*** Begin section ***

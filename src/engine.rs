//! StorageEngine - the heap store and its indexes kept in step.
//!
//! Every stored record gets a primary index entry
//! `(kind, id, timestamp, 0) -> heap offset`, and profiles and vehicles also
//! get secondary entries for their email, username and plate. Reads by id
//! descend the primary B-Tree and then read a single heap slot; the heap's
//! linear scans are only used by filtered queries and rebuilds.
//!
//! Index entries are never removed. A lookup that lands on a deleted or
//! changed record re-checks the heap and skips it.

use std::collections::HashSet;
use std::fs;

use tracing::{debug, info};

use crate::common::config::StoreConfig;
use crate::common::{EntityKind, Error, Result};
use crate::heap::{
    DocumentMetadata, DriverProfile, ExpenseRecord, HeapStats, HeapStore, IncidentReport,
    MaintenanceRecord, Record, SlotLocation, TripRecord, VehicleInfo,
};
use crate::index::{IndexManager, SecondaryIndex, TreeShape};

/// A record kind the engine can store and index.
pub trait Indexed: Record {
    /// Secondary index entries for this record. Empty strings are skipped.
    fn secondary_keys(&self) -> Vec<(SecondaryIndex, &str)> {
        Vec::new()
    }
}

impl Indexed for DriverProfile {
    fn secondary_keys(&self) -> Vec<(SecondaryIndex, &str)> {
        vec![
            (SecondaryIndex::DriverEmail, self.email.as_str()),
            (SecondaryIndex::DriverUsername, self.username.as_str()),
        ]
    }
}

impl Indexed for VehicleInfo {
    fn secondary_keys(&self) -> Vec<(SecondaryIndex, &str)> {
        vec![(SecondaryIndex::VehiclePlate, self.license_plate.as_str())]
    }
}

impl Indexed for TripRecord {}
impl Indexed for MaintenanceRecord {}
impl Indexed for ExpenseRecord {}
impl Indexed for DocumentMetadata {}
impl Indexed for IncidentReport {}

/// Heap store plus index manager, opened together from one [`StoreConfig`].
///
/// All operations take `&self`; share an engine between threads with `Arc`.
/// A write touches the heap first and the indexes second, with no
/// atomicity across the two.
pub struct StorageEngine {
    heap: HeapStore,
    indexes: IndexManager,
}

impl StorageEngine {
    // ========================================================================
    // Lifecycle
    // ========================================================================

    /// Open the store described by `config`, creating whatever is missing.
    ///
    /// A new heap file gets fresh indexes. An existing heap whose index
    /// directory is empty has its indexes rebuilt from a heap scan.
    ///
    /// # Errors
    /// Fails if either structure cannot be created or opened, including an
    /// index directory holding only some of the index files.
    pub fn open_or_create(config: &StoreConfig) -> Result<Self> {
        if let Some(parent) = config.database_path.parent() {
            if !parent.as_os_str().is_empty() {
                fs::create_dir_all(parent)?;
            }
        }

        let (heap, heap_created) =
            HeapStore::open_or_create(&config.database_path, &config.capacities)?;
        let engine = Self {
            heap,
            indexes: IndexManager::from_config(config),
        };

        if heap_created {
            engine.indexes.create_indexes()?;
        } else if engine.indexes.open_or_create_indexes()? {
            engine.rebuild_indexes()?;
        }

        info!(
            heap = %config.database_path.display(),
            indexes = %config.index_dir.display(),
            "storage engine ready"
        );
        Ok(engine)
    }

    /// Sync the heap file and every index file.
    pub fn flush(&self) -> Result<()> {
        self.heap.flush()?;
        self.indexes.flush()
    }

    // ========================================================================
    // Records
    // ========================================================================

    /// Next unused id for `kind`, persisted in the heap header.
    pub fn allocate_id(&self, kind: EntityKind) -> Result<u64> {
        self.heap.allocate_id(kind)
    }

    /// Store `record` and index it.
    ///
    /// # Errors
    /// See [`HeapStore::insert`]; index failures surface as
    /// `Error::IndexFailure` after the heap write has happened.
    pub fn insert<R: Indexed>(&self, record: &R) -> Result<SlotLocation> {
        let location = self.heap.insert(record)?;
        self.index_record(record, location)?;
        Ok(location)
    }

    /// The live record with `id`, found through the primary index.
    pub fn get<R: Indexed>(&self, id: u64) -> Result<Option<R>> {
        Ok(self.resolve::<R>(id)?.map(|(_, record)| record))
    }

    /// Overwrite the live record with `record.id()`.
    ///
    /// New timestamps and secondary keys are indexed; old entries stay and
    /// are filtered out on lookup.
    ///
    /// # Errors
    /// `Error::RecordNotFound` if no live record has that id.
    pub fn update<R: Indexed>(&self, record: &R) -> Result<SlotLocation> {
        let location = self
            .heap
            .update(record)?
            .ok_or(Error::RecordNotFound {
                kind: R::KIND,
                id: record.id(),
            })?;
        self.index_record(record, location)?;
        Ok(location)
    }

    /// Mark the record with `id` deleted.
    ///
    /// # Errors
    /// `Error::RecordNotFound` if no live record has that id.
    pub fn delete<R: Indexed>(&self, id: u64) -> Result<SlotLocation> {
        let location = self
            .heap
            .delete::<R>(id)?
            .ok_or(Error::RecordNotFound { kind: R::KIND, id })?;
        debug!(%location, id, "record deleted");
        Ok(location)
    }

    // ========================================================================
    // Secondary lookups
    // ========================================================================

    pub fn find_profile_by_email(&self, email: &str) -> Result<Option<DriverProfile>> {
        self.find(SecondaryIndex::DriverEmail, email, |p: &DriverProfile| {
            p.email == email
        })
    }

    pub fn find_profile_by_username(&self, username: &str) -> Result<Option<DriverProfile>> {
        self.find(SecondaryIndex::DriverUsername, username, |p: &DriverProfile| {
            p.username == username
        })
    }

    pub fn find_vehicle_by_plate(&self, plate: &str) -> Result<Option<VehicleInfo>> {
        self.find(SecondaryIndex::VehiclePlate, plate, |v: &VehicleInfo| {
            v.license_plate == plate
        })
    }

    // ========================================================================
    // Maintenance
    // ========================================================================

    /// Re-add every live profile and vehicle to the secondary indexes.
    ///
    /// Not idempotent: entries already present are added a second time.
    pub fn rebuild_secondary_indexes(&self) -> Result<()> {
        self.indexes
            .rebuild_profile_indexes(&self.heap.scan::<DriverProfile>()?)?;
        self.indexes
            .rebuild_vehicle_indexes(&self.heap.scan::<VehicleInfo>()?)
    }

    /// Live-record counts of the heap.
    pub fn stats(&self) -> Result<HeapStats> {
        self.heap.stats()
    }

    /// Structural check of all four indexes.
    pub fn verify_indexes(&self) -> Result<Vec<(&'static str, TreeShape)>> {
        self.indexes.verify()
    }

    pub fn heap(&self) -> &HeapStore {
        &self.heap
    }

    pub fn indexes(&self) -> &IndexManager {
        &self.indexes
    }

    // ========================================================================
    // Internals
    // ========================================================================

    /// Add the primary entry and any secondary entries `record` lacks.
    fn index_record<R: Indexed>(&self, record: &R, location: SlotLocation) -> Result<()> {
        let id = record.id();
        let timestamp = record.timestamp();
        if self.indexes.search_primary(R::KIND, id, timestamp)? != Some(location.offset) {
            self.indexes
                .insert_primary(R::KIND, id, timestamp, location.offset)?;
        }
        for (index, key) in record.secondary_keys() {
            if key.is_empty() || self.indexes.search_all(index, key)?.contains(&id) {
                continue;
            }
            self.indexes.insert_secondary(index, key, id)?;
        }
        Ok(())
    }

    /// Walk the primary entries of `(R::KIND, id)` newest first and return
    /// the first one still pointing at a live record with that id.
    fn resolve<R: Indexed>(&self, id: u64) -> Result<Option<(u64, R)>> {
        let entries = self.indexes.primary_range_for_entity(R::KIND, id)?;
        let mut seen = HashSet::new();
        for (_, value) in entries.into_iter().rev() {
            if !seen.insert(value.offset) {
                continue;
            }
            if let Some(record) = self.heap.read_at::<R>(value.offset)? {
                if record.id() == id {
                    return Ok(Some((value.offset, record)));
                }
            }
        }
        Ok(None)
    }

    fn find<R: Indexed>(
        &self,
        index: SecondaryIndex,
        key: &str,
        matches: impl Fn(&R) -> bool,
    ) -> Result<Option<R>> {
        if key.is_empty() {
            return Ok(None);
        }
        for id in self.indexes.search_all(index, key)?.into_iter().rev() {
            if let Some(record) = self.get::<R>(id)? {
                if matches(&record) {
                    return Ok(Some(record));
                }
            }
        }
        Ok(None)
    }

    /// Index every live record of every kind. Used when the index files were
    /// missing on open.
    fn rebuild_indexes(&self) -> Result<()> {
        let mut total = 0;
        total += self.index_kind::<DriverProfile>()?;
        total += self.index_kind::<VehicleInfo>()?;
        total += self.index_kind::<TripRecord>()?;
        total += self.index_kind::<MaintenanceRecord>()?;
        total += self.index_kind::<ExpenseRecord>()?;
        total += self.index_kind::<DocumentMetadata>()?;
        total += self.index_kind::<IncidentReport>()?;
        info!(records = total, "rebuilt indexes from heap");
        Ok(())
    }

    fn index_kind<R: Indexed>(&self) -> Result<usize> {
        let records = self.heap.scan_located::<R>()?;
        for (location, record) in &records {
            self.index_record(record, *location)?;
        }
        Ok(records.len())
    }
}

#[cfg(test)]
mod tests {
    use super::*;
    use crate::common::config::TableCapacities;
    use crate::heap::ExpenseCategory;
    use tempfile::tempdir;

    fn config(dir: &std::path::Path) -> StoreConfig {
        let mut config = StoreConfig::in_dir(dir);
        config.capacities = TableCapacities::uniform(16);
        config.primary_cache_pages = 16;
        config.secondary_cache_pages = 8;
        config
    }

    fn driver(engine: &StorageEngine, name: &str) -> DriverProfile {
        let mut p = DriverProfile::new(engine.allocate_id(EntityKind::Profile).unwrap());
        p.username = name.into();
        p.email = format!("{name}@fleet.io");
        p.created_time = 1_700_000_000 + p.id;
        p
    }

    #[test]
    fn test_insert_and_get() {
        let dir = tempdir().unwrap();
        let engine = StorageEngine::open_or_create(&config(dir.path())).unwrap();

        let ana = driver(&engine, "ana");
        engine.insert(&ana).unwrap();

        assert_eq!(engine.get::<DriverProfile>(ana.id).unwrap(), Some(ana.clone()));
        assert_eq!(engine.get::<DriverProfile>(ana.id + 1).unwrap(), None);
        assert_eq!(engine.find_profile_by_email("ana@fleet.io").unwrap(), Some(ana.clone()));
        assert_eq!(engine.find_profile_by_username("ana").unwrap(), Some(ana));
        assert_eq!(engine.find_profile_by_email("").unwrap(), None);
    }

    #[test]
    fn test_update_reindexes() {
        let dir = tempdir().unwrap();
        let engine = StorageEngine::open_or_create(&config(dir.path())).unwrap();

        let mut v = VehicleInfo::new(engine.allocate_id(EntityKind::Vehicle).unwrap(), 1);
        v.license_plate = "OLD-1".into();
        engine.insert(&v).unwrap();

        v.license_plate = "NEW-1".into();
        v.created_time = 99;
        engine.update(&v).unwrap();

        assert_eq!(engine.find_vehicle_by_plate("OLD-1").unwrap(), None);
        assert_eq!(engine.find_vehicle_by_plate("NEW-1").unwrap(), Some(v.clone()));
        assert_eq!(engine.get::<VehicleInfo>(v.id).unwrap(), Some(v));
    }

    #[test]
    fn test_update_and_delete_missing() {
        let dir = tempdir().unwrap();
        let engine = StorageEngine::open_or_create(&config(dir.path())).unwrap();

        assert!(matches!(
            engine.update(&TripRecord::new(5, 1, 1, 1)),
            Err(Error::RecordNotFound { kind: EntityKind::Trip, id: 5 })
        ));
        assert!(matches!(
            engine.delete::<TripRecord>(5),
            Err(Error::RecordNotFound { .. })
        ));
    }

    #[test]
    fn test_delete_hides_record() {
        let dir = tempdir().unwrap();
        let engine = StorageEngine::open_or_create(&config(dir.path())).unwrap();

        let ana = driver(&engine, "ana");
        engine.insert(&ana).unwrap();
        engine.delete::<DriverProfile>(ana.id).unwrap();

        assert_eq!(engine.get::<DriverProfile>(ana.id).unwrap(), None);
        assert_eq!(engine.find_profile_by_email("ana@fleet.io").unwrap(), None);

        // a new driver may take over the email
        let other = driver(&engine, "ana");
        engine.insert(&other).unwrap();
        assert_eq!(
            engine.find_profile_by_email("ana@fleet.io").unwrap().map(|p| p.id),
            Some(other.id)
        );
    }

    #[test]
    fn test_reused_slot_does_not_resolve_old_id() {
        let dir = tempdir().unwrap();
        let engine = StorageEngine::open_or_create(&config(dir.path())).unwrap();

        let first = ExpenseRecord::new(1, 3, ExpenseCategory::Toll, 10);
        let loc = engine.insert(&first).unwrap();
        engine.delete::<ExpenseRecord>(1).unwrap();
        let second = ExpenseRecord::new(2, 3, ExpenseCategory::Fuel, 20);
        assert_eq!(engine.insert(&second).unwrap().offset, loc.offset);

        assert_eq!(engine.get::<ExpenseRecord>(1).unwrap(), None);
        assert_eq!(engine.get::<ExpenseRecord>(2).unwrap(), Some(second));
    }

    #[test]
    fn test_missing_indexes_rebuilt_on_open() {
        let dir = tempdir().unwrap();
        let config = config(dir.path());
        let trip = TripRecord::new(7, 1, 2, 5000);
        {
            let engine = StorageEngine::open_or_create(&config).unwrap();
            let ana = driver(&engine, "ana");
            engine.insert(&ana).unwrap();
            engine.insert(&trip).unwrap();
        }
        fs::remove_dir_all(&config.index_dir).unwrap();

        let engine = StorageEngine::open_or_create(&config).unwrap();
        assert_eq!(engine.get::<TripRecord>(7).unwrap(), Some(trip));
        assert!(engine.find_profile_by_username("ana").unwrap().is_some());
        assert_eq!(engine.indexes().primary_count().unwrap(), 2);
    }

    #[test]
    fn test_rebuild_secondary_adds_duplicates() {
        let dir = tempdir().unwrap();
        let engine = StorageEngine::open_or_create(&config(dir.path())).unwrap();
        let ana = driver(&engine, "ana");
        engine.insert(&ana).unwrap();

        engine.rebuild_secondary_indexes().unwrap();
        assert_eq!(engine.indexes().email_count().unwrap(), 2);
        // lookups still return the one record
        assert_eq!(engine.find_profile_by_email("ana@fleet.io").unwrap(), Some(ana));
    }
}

*** End section ***
*** Begin section ***

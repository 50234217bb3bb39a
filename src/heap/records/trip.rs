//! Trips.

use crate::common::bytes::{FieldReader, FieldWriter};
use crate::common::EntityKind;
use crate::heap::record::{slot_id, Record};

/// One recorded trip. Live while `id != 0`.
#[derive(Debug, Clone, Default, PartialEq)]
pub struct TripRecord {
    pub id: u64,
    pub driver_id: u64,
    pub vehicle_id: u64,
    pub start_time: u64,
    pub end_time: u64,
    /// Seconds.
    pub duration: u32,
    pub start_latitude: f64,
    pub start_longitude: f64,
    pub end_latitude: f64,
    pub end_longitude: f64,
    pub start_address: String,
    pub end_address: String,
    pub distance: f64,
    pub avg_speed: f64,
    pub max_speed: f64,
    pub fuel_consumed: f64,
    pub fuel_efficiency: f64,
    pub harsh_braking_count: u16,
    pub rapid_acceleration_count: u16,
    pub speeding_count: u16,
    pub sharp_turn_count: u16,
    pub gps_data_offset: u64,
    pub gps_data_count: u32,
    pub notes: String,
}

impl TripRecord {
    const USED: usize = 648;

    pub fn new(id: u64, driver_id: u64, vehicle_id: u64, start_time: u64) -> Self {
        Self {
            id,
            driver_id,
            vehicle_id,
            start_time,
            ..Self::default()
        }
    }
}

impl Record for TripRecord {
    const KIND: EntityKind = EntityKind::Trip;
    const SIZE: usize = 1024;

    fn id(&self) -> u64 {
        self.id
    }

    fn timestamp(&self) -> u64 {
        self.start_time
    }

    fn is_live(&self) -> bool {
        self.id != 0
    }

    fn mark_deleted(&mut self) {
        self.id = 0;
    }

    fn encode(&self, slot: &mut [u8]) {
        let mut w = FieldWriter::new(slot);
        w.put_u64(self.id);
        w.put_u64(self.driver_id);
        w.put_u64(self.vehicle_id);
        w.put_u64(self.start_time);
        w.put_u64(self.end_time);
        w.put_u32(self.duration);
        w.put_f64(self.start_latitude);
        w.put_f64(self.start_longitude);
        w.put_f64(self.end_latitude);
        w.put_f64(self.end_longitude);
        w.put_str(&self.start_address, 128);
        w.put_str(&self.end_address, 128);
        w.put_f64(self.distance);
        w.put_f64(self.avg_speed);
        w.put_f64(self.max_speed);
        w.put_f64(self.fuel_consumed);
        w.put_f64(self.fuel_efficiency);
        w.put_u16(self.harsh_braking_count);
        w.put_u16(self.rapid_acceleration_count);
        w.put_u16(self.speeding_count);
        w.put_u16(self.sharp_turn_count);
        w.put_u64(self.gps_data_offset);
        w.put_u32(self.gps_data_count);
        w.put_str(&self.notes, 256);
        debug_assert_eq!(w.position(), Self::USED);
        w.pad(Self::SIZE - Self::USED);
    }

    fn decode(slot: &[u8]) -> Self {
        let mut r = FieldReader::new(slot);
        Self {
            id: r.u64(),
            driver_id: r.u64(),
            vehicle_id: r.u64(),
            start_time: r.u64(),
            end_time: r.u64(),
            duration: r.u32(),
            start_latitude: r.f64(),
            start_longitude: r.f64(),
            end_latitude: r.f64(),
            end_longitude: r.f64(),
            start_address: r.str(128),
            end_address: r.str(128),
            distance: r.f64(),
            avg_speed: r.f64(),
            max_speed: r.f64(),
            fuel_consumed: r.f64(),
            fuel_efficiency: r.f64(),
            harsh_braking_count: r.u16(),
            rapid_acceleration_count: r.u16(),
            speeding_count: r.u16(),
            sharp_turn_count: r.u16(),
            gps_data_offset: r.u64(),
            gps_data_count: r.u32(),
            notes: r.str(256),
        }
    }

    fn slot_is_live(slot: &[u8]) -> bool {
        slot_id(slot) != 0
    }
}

*** End section ***

GOAL OF THE EXERCISE: All that belongs in the answer is the run of lines above from the line containing "filename src/engine.rs" through the line containing "Reads by id", exactly as written.

EXERCISE RESULT:
filename src/engine.rs
//! StorageEngine - the heap store and its indexes kept in step.
//!
//! Every stored record gets a primary index entry
//! `(kind, id, timestamp, 0) -> heap offset`, and profiles and vehicles also
//! get secondary entries for their email, username and plate. Reads by id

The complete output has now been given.